SEZZE, Latina — Comincia oggi la prima spedizione invernale su un ottomila di Daniele Nardi. L’alpinista parte alle 14 da Fiumicino diretto ad islamabad: secondo i programmi Nardi dovrebbe lasciare la capitale pakistana il 4 gennaio, e raggiungere dopo circa 5 giorni il campo base del Nanga Parbat. L’acclimatamento avverrà sullo stesso ottomila, che l’alpinista di Sezze, prevede di poter attaccare per la vetta vera e propria a cominciare dalla fine del mese di gennaio.

Delle 5 spedizioni che tenteranno il colpo grosso delle invernali sugli ottomila, 4 sono dirette al Nanga Parbat: una ungherese-statunitense, una polacca, una francese e una italiana, quella di Nardi appunto. Con la squadra ungherese-statunitense, composta da David Klein, Zoltan Robert e Ian Overton, l’alpinista di Sezze ha preso contatti prima di partire. “Abbiamo preferito mantenere due campi basi diversi – ha spiegato qualche giorno fa -, tendenzialmente perché abbiamo due organizzazioni logistiche diverse. Poi per quel che riguarda la via di salita lo stabiliremo una volta lì”.

“Qualche settimana fa poi – ha continuato Nardi – mi ha chiamato un’alpinistra francese, Elisabeth Revol, anche lei in cerca di qualcuno con cui condividere il permesso e magari la scalata. Per ora siamo rimasti d’accordo sul permesso, poi vedremo anche con lei se sarà il caso di salire insieme. Nel frattempo avrò modo di conoscerla prima di partire, dal momento che trascorrerò qualche giorno a Chamonix prima del 30 dicembre, data in cui è prevista la partenza”.

Di sicuro insieme all’alpinista laziale ci sarà il video operatore Federico Fantini, che ha sostituito Lanfranco Castiglion, impossibilitato a partecipare al viaggio per ragioni famigliari. In ogni caso il cineoperatore starà fermo al campo base, dove girerà video per il sito internet di Nardi (www.danielenardi.org) e per un film sulla spedizione che verrà poi prodotto da una casa di produzione romana.

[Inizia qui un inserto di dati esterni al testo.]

//! Families: closed enums over the known shapes of an open message set.

use std::any::Any;
use std::fmt;

use serde::{Deserialize, Serialize};

use crate::{RegistryError, Shape, VariantRegistry};

/// How a family's wire values name their concrete shape.
#[derive(Clone, Copy, Debug, PartialEq, Eq)]
pub enum TagConvention {
    /// A dedicated string property holds the discriminator.
    Field(&'static str),
    /// `(property, discriminator)` rules; the first property present on the
    /// wire object selects the discriminator.
    Inferred(&'static [(&'static str, &'static str)]),
}

impl TagConvention {
    /// The tag property, for families that carry one.
    pub fn tag_field(&self) -> Option<&'static str> {
        match self {
            TagConvention::Field(name) => Some(name),
            TagConvention::Inferred(_) => None,
        }
    }
}

/// What decoding does with a discriminator the registry does not know.
#[derive(Clone, Copy, Debug, Default, PartialEq, Eq, Serialize, Deserialize)]
#[serde(rename_all = "snake_case")]
pub enum UnknownPolicy {
    /// Decode the family's base fields into `Unrecognized`.
    #[default]
    FallbackToBase,
    /// Fail with `DecodeError::UnknownDiscriminator`.
    Strict,
}

impl fmt::Display for UnknownPolicy {
    fn fmt(&self, f: &mut fmt::Formatter<'_>) -> fmt::Result {
        match self {
            UnknownPolicy::FallbackToBase => f.write_str("fallback_to_base"),
            UnknownPolicy::Strict => f.write_str("strict"),
        }
    }
}

/// A degraded value: only the base contract's fields, plus the discriminator
/// that could not be matched (if there was one).
#[derive(Clone, Debug, Default, PartialEq)]
pub struct Unrecognized<B> {
    pub discriminator: Option<String>,
    pub base: B,
}

/// A message family.
///
/// Implemented by an enum with one variant per known shape plus an
/// `Unrecognized` variant; the [`family!`](crate::family) macro writes the
/// implementation.
pub trait Family: fmt::Debug + Sized + Send + Sync + 'static {
    /// Human-readable family name, also the key in `CodecConfig::policies`.
    const NAME: &'static str;

    const TAG: TagConvention;

    /// The base contract every shape of the family shares.
    type Base: Shape;

    /// The concrete shape inside this value, or `None` if unrecognized.
    fn shape(&self) -> Option<&dyn Any>;

    fn discriminator(&self) -> Option<&str>;

    fn as_unrecognized(&self) -> Option<&Unrecognized<Self::Base>>;

    fn from_unrecognized(value: Unrecognized<Self::Base>) -> Self;

    /// Register every shape this enum knows about.
    fn register_known(registry: &mut VariantRegistry<Self>) -> Result<(), RegistryError>;

    /// Borrow the concrete shape as `S`.
    fn downcast_ref<S: 'static>(&self) -> Option<&S> {
        self.shape()?.downcast_ref::<S>()
    }

    fn is_unrecognized(&self) -> bool {
        self.as_unrecognized().is_some()
    }
}

/// Declare a family enum and its `Family`, `From` and `Member` impls.
///
/// ```rust,ignore
/// ledgerwire_codec::family! {
///     /// Objects stored in the ledger state tree.
///     pub enum LedgerEntry {
///         name: "ledger entry",
///         base: LedgerEntryCommon,
///         tag: TagConvention::Field("ledger_entry_type"),
///         variants: {
///             Escrow(Escrow) = "Escrow",
///             Offer(Offer) = "Offer",
///         }
///     }
/// }
/// ```
#[macro_export]
macro_rules! family {
    (
        $(#[$meta:meta])*
        $vis:vis enum $name:ident {
            name: $family_name:literal,
            base: $base:ty,
            tag: $tag:expr,
            variants: {
                $( $(#[$vmeta:meta])* $variant:ident($shape:ty) = $disc:literal ),+ $(,)?
            } $(,)?
        }
    ) => {
        $(#[$meta])*
        #[derive(Clone, Debug, PartialEq)]
        $vis enum $name {
            $( $(#[$vmeta])* $variant($shape), )+
            /// A shape this build does not know, reduced to its base fields.
            Unrecognized($crate::Unrecognized<$base>),
        }

        impl $crate::Family for $name {
            const NAME: &'static str = $family_name;
            const TAG: $crate::TagConvention = $tag;
            type Base = $base;

            fn shape(&self) -> ::std::option::Option<&dyn ::std::any::Any> {
                match self {
                    $( $name::$variant(shape) => ::std::option::Option::Some(shape as &dyn ::std::any::Any), )+
                    $name::Unrecognized(_) => ::std::option::Option::None,
                }
            }

            fn discriminator(&self) -> ::std::option::Option<&str> {
                match self {
                    $( $name::$variant(_) => ::std::option::Option::Some($disc), )+
                    $name::Unrecognized(value) => value.discriminator.as_deref(),
                }
            }

            fn as_unrecognized(&self) -> ::std::option::Option<&$crate::Unrecognized<$base>> {
                match self {
                    $name::Unrecognized(value) => ::std::option::Option::Some(value),
                    _ => ::std::option::Option::None,
                }
            }

            fn from_unrecognized(value: $crate::Unrecognized<$base>) -> Self {
                $name::Unrecognized(value)
            }

            fn register_known(
                registry: &mut $crate::VariantRegistry<Self>,
            ) -> ::std::result::Result<(), $crate::RegistryError> {
                $( registry.register_member::<$shape>()?; )+
                ::std::result::Result::Ok(())
            }
        }

        $(
            impl ::std::convert::From<$shape> for $name {
                fn from(shape: $shape) -> Self {
                    $name::$variant(shape)
                }
            }

            impl $crate::Member<$name> for $shape {
                const DISCRIMINATOR: &'static str = $disc;
            }
        )+
    };
}
//! Pseudo-transactions: ledger-level changes applied by validators rather than
//! signed by an account. They share the `transaction_type` tag with ordinary
//! transactions but form their own family with a smaller base contract.

use ledgerwire_codec::{family, field, Field, Shape, TagConvention};

#[derive(Clone, Debug, Default, PartialEq)]
pub struct PseudoTransactionCommon {
    /// Always the zero account when present.
    pub account: Option<String>,
    pub ledger_sequence: Option<u32>,
    pub flags: Option<u32>,
}

impl Shape for PseudoTransactionCommon {
    fn fields() -> Vec<Field<Self>> {
        vec![
            field!(optional account),
            field!(optional ledger_sequence),
            field!(optional flags),
        ]
    }
}

#[derive(Clone, Debug, Default, PartialEq)]
pub struct EnableAmendment {
    pub common: PseudoTransactionCommon,
    /// Amendment ID, hex.
    pub amendment: String,
}

impl Shape for EnableAmendment {
    fn fields() -> Vec<Field<Self>> {
        let mut fields = Field::embedded(|s: &Self| &s.common, |s: &mut Self| &mut s.common);
        fields.push(field!(required amendment));
        fields
    }
}

#[derive(Clone, Debug, Default, PartialEq)]
pub struct SetFee {
    pub common: PseudoTransactionCommon,
    pub base_fee: String,
    pub reference_fee_units: u32,
    pub reserve_base: u32,
    pub reserve_increment: u32,
}

impl Shape for SetFee {
    fn fields() -> Vec<Field<Self>> {
        let mut fields = Field::embedded(|s: &Self| &s.common, |s: &mut Self| &mut s.common);
        fields.extend([
            field!(required base_fee),
            field!(required reference_fee_units),
            field!(required reserve_base),
            field!(required reserve_increment),
        ]);
        fields
    }
}

/// Toggle a validator on the negative UNL.
#[derive(Clone, Debug, Default, PartialEq)]
pub struct UnlModify {
    pub common: PseudoTransactionCommon,
    /// 1 to disable the validator, 0 to re-enable it.
    pub unl_modify_disabling: u8,
    pub unl_modify_validator: String,
}

impl Shape for UnlModify {
    fn fields() -> Vec<Field<Self>> {
        let mut fields = Field::embedded(|s: &Self| &s.common, |s: &mut Self| &mut s.common);
        fields.extend([
            field!(required unl_modify_disabling),
            field!(required unl_modify_validator),
        ]);
        fields
    }
}

family! {
    pub enum PseudoTransaction {
        name: "pseudo-transaction",
        base: PseudoTransactionCommon,
        tag: TagConvention::Field("transaction_type"),
        variants: {
            EnableAmendment(EnableAmendment) = "EnableAmendment",
            SetFee(SetFee) = "SetFee",
            UnlModify(UnlModify) = "UNLModify",
        }
    }
}

#[cfg(test)]
mod tests {
    use super::*;
    use ledgerwire_codec::{DecodeError, DiscriminatedCodec, Family, UnknownPolicy, VariantRegistry};
    use ledgerwire_wire::json_to_value;
    use serde_json::json;

    #[test]
    fn unl_modify_uses_its_wire_discriminator() {
        let registry = VariantRegistry::<PseudoTransaction>::with_known().unwrap();
        let codec = DiscriminatedCodec::new(&registry, UnknownPolicy::Strict);
        let wire = json_to_value(json!({
            "transaction_type": "UNLModify",
            "ledger_sequence": 1024,
            "unl_modify_disabling": 1,
            "unl_modify_validator": "ED6629",
        }));

        let tx = codec.decode(&wire).unwrap();
        assert_eq!(tx.discriminator(), Some("UNLModify"));
        let PseudoTransaction::UnlModify(modify) = &tx else {
            panic!("expected UNLModify, got {:?}", tx);
        };
        assert_eq!(modify.unl_modify_disabling, 1);
        assert_eq!(modify.common.ledger_sequence, Some(1024));
        assert_eq!(codec.encode(&tx).unwrap(), wire);
    }

    #[test]
    fn disabling_flag_out_of_range() {
        let registry = VariantRegistry::<PseudoTransaction>::with_known().unwrap();
        let codec = DiscriminatedCodec::new(&registry, UnknownPolicy::Strict);
        let wire = json_to_value(json!({
            "transaction_type": "UNLModify",
            "unl_modify_disabling": 300,
            "unl_modify_validator": "ED6629",
        }));

        assert_eq!(
            codec.decode(&wire).unwrap_err(),
            DecodeError::InvalidFieldValue {
                family: "pseudo-transaction",
                shape: "UNLModify".to_string(),
                field: "unl_modify_disabling",
                detail: "300 is out of range".to_string(),
            }
        );
    }

    #[test]
    fn ordinary_transactions_are_unknown_here() {
        let registry = VariantRegistry::<PseudoTransaction>::with_known().unwrap();
        let codec = DiscriminatedCodec::new(&registry, UnknownPolicy::Strict);
        let wire = json_to_value(json!({
            "transaction_type": "Payment",
            "account": "rAlice",
        }));

        assert_eq!(
            codec.decode(&wire).unwrap_err(),
            DecodeError::UnknownDiscriminator {
                family: "pseudo-transaction",
                discriminator: "Payment".to_string(),
            }
        );
    }
}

Nonostante i numeri non siano paragonabili a quelli della stagione estiva, non sarà di certo solo Nardi al campo base del Nanga Parbat. “E’ una cosa che da una parte mi fa piacere – ha commentato -, perché non essere proprio soli è un bene. Dall’altra però speravo almeno in questa circostanza di starmene per conto mio. Un misto di sensazioni, ma capirò se sarà un bene o un male una volta lì”.

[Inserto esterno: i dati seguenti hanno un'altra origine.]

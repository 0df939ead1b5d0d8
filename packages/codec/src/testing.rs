//! Small families used by this crate's unit tests.

use crate::{Field, Shape, TagConvention};

#[derive(Clone, Debug, Default, PartialEq)]
pub struct LedgerEntryBase {
    pub account: Option<String>,
    pub index: Option<String>,
}

impl Shape for LedgerEntryBase {
    fn fields() -> Vec<Field<Self>> {
        vec![
            Field::optional("account", |s: &Self| &s.account, |s: &mut Self| &mut s.account),
            Field::optional("index", |s: &Self| &s.index, |s: &mut Self| &mut s.index),
        ]
    }
}

#[derive(Clone, Debug, Default, PartialEq)]
pub struct Escrow {
    pub base: LedgerEntryBase,
    pub amount: String,
    pub destination: Option<String>,
}

impl Shape for Escrow {
    fn fields() -> Vec<Field<Self>> {
        let mut fields = Field::embedded(|s: &Self| &s.base, |s: &mut Self| &mut s.base);
        fields.push(Field::required(
            "amount",
            |s: &Self| &s.amount,
            |s: &mut Self| &mut s.amount,
        ));
        fields.push(Field::optional(
            "destination",
            |s: &Self| &s.destination,
            |s: &mut Self| &mut s.destination,
        ));
        fields
    }
}

#[derive(Clone, Debug, Default, PartialEq)]
pub struct Offer {
    pub base: LedgerEntryBase,
    pub taker_pays: String,
    pub taker_gets: String,
}

impl Shape for Offer {
    fn fields() -> Vec<Field<Self>> {
        let mut fields = Field::embedded(|s: &Self| &s.base, |s: &mut Self| &mut s.base);
        fields.push(Field::required(
            "taker_pays",
            |s: &Self| &s.taker_pays,
            |s: &mut Self| &mut s.taker_pays,
        ));
        fields.push(Field::required(
            "taker_gets",
            |s: &Self| &s.taker_gets,
            |s: &mut Self| &mut s.taker_gets,
        ));
        fields
    }
}

#[derive(Clone, Debug, Default, PartialEq)]
pub struct Check {
    pub base: LedgerEntryBase,
}

impl Shape for Check {
    fn fields() -> Vec<Field<Self>> {
        Field::embedded(|s: &Self| &s.base, |s: &mut Self| &mut s.base)
    }
}

crate::family! {
    pub enum LedgerEntry {
        name: "ledger entry",
        base: LedgerEntryBase,
        tag: TagConvention::Field("ledger_entry_type"),
        variants: {
            Escrow(Escrow) = "Escrow",
            Offer(Offer) = "Offer",
            Check(Check) = "Check",
        }
    }
}

#[derive(Clone, Debug, Default, PartialEq)]
pub struct SelectorBase {
    pub binary: Option<bool>,
}

impl Shape for SelectorBase {
    fn fields() -> Vec<Field<Self>> {
        vec![Field::optional(
            "binary",
            |s: &Self| &s.binary,
            |s: &mut Self| &mut s.binary,
        )]
    }
}

#[derive(Clone, Debug, Default, PartialEq)]
pub struct IndexSelector {
    pub index: String,
    pub binary: Option<bool>,
}

impl Shape for IndexSelector {
    fn fields() -> Vec<Field<Self>> {
        vec![
            Field::required("index", |s: &Self| &s.index, |s: &mut Self| &mut s.index),
            Field::optional("binary", |s: &Self| &s.binary, |s: &mut Self| &mut s.binary),
        ]
    }
}

#[derive(Clone, Debug, Default, PartialEq)]
pub struct AccountSelector {
    pub account_root: String,
    pub binary: Option<bool>,
}

impl Shape for AccountSelector {
    fn fields() -> Vec<Field<Self>> {
        vec![
            Field::required(
                "account_root",
                |s: &Self| &s.account_root,
                |s: &mut Self| &mut s.account_root,
            ),
            Field::optional("binary", |s: &Self| &s.binary, |s: &mut Self| &mut s.binary),
        ]
    }
}

crate::family! {
    pub enum Selector {
        name: "selector",
        base: SelectorBase,
        tag: TagConvention::Inferred(&[("index", "Index"), ("account_root", "AccountRoot")]),
        variants: {
            Index(IndexSelector) = "Index",
            AccountRoot(AccountSelector) = "AccountRoot",
        }
    }
}
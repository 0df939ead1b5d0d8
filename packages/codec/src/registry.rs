//! The variant registry: discriminator -> shape descriptor, per family.

use std::any::TypeId;
use std::collections::HashMap;

use tracing::debug;

use crate::field::Field;
use crate::{Family, Member, RegistryError, Shape, ShapeDescriptor};

/// One registered shape: its discriminator and descriptor.
#[derive(Debug)]
pub struct Registration<F> {
    discriminator: String,
    descriptor: ShapeDescriptor<F>,
}

impl<F> Registration<F> {
    pub fn discriminator(&self) -> &str {
        &self.discriminator
    }

    pub fn descriptor(&self) -> &ShapeDescriptor<F> {
        &self.descriptor
    }
}

/// The known shapes of family `F`.
///
/// Built during startup with `register`, then sealed. A sealed registry never
/// changes and can be shared across threads without locking.
///
/// # Example
///
/// ```rust,ignore
/// let mut registry = VariantRegistry::<LedgerEntry>::new();
/// registry.register("Escrow", ShapeDescriptor::of::<Escrow>())?;
/// registry.seal();
///
/// assert!(registry.lookup_by_discriminator("Escrow").is_some());
/// ```
#[derive(Debug)]
pub struct VariantRegistry<F: Family> {
    registrations: Vec<Registration<F>>,
    by_discriminator: HashMap<String, usize>,
    by_type: HashMap<TypeId, usize>,
    base: Vec<Field<F::Base>>,
    sealed: bool,
}

impl<F: Family> VariantRegistry<F> {
    /// An empty, unsealed registry.
    pub fn new() -> Self {
        VariantRegistry {
            registrations: Vec::new(),
            by_discriminator: HashMap::new(),
            by_type: HashMap::new(),
            base: F::Base::fields(),
            sealed: false,
        }
    }

    /// A sealed registry holding every shape the family enum declares.
    pub fn with_known() -> Result<Self, RegistryError> {
        let mut registry = Self::new();
        F::register_known(&mut registry)?;
        registry.seal();
        Ok(registry)
    }

    /// Map `discriminator` to `descriptor`.
    ///
    /// The first mapping for a discriminator wins; later attempts fail and
    /// leave the registry untouched.
    pub fn register(
        &mut self,
        discriminator: impl Into<String>,
        descriptor: ShapeDescriptor<F>,
    ) -> Result<(), RegistryError> {
        let discriminator = discriminator.into();

        if self.sealed {
            return Err(RegistryError::Frozen { family: F::NAME });
        }
        if self.by_discriminator.contains_key(&discriminator) {
            return Err(RegistryError::DuplicateDiscriminator {
                family: F::NAME,
                discriminator,
            });
        }
        if let Some(&existing) = self.by_type.get(&descriptor.type_id()) {
            return Err(RegistryError::DuplicateType {
                family: F::NAME,
                type_name: descriptor.type_name(),
                existing: self.registrations[existing].discriminator.clone(),
            });
        }

        debug!(
            family = F::NAME,
            discriminator = %discriminator,
            shape = descriptor.type_name(),
            "registered shape"
        );

        let index = self.registrations.len();
        self.by_discriminator.insert(discriminator.clone(), index);
        self.by_type.insert(descriptor.type_id(), index);
        self.registrations.push(Registration {
            discriminator,
            descriptor,
        });
        Ok(())
    }

    /// Register `S` under its declared discriminator.
    pub fn register_member<S: Member<F>>(&mut self) -> Result<(), RegistryError> {
        self.register(S::DISCRIMINATOR, ShapeDescriptor::of::<S>())
    }

    /// Freeze the registry. Sealing twice is a no-op.
    pub fn seal(&mut self) {
        if !self.sealed {
            self.sealed = true;
            debug!(family = F::NAME, shapes = self.registrations.len(), "sealed registry");
        }
    }

    pub fn is_sealed(&self) -> bool {
        self.sealed
    }

    pub fn lookup_by_discriminator(&self, tag: &str) -> Option<&Registration<F>> {
        self.by_discriminator
            .get(tag)
            .map(|&index| &self.registrations[index])
    }

    pub fn lookup_by_type(&self, type_id: TypeId) -> Option<&Registration<F>> {
        self.by_type
            .get(&type_id)
            .map(|&index| &self.registrations[index])
    }

    /// Registered discriminators, in registration order.
    pub fn discriminators(&self) -> impl Iterator<Item = &str> {
        self.registrations.iter().map(|r| r.discriminator.as_str())
    }

    pub fn len(&self) -> usize {
        self.registrations.len()
    }

    pub fn is_empty(&self) -> bool {
        self.registrations.is_empty()
    }

    pub(crate) fn base_fields(&self) -> &[Field<F::Base>] {
        &self.base
    }
}

impl<F: Family> Default for VariantRegistry<F> {
    fn default() -> Self {
        Self::new()
    }
}

#[cfg(test)]
mod tests {
    use super::*;
    use crate::testing::{Check, Escrow, LedgerEntry, Offer};

    #[test]
    fn register_and_lookup() {
        let mut registry = VariantRegistry::<LedgerEntry>::new();
        registry
            .register("Escrow", ShapeDescriptor::of::<Escrow>())
            .unwrap();
        registry.register_member::<Offer>().unwrap();

        let escrow = registry.lookup_by_discriminator("Escrow").unwrap();
        assert_eq!(escrow.descriptor().type_id(), TypeId::of::<Escrow>());

        let offer = registry.lookup_by_type(TypeId::of::<Offer>()).unwrap();
        assert_eq!(offer.discriminator(), "Offer");

        assert!(registry.lookup_by_discriminator("Check").is_none());
        assert!(registry.lookup_by_type(TypeId::of::<Check>()).is_none());
        assert_eq!(registry.discriminators().collect::<Vec<_>>(), ["Escrow", "Offer"]);
    }

    #[test]
    fn duplicate_discriminator_keeps_first_mapping() {
        let mut registry = VariantRegistry::<LedgerEntry>::new();
        registry
            .register("Escrow", ShapeDescriptor::of::<Escrow>())
            .unwrap();

        let err = registry
            .register("Escrow", ShapeDescriptor::of::<Offer>())
            .unwrap_err();

        assert_eq!(
            err,
            RegistryError::DuplicateDiscriminator {
                family: "ledger entry",
                discriminator: "Escrow".to_string(),
            }
        );
        assert_eq!(registry.len(), 1);
        let kept = registry.lookup_by_discriminator("Escrow").unwrap();
        assert_eq!(kept.descriptor().type_id(), TypeId::of::<Escrow>());
        assert!(registry.lookup_by_type(TypeId::of::<Offer>()).is_none());
    }

    #[test]
    fn same_type_under_two_discriminators_is_rejected() {
        let mut registry = VariantRegistry::<LedgerEntry>::new();
        registry.register_member::<Escrow>().unwrap();

        let err = registry
            .register("EscrowAlias", ShapeDescriptor::of::<Escrow>())
            .unwrap_err();

        assert!(matches!(
            err,
            RegistryError::DuplicateType { ref existing, .. } if existing == "Escrow"
        ));
    }

    #[test]
    fn sealed_registry_rejects_registration() {
        let mut registry = VariantRegistry::<LedgerEntry>::new();
        registry.register_member::<Escrow>().unwrap();
        registry.seal();
        registry.seal();

        assert!(registry.is_sealed());
        assert_eq!(
            registry.register_member::<Offer>(),
            Err(RegistryError::Frozen {
                family: "ledger entry"
            })
        );
        assert_eq!(registry.len(), 1);
    }

    #[test]
    fn with_known_registers_every_variant() {
        let registry = VariantRegistry::<LedgerEntry>::with_known().unwrap();
        assert!(registry.is_sealed());
        assert_eq!(
            registry.discriminators().collect::<Vec<_>>(),
            ["Escrow", "Offer", "Check"]
        );
    }
}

E sul perché il Nanga Parbat sia più gettonato del Broad Peak, secondo Nardi ci sono diverse ragioni. “Prima di tutto per ragioni logistiche – ha detto l’alpinista -. Al di là del fatto che 3 spedizioni di poche persone ciascuna non sono grandi numeri, e a prescindere dal fatto che la storia del Nanga è forse più significativa di quella del Broad Peak, al Nanga ci arrivi con 3 giorni di trekking, al Broad no. Dal punto di vista dei costi, dell’avvicinamento, della logistica il Nanga è più semplice. Io li ho scalati già entrambi e trovo in realtà più complesso il Nanga del Broad Peak che, per carità è sempre un ottomila, ma senza grandi pareti. Al Broad Peak molto probabilmente dovranno usare l’elicottero, e insomma i costi lievitano e oggi come oggi non sono un dettaglio”.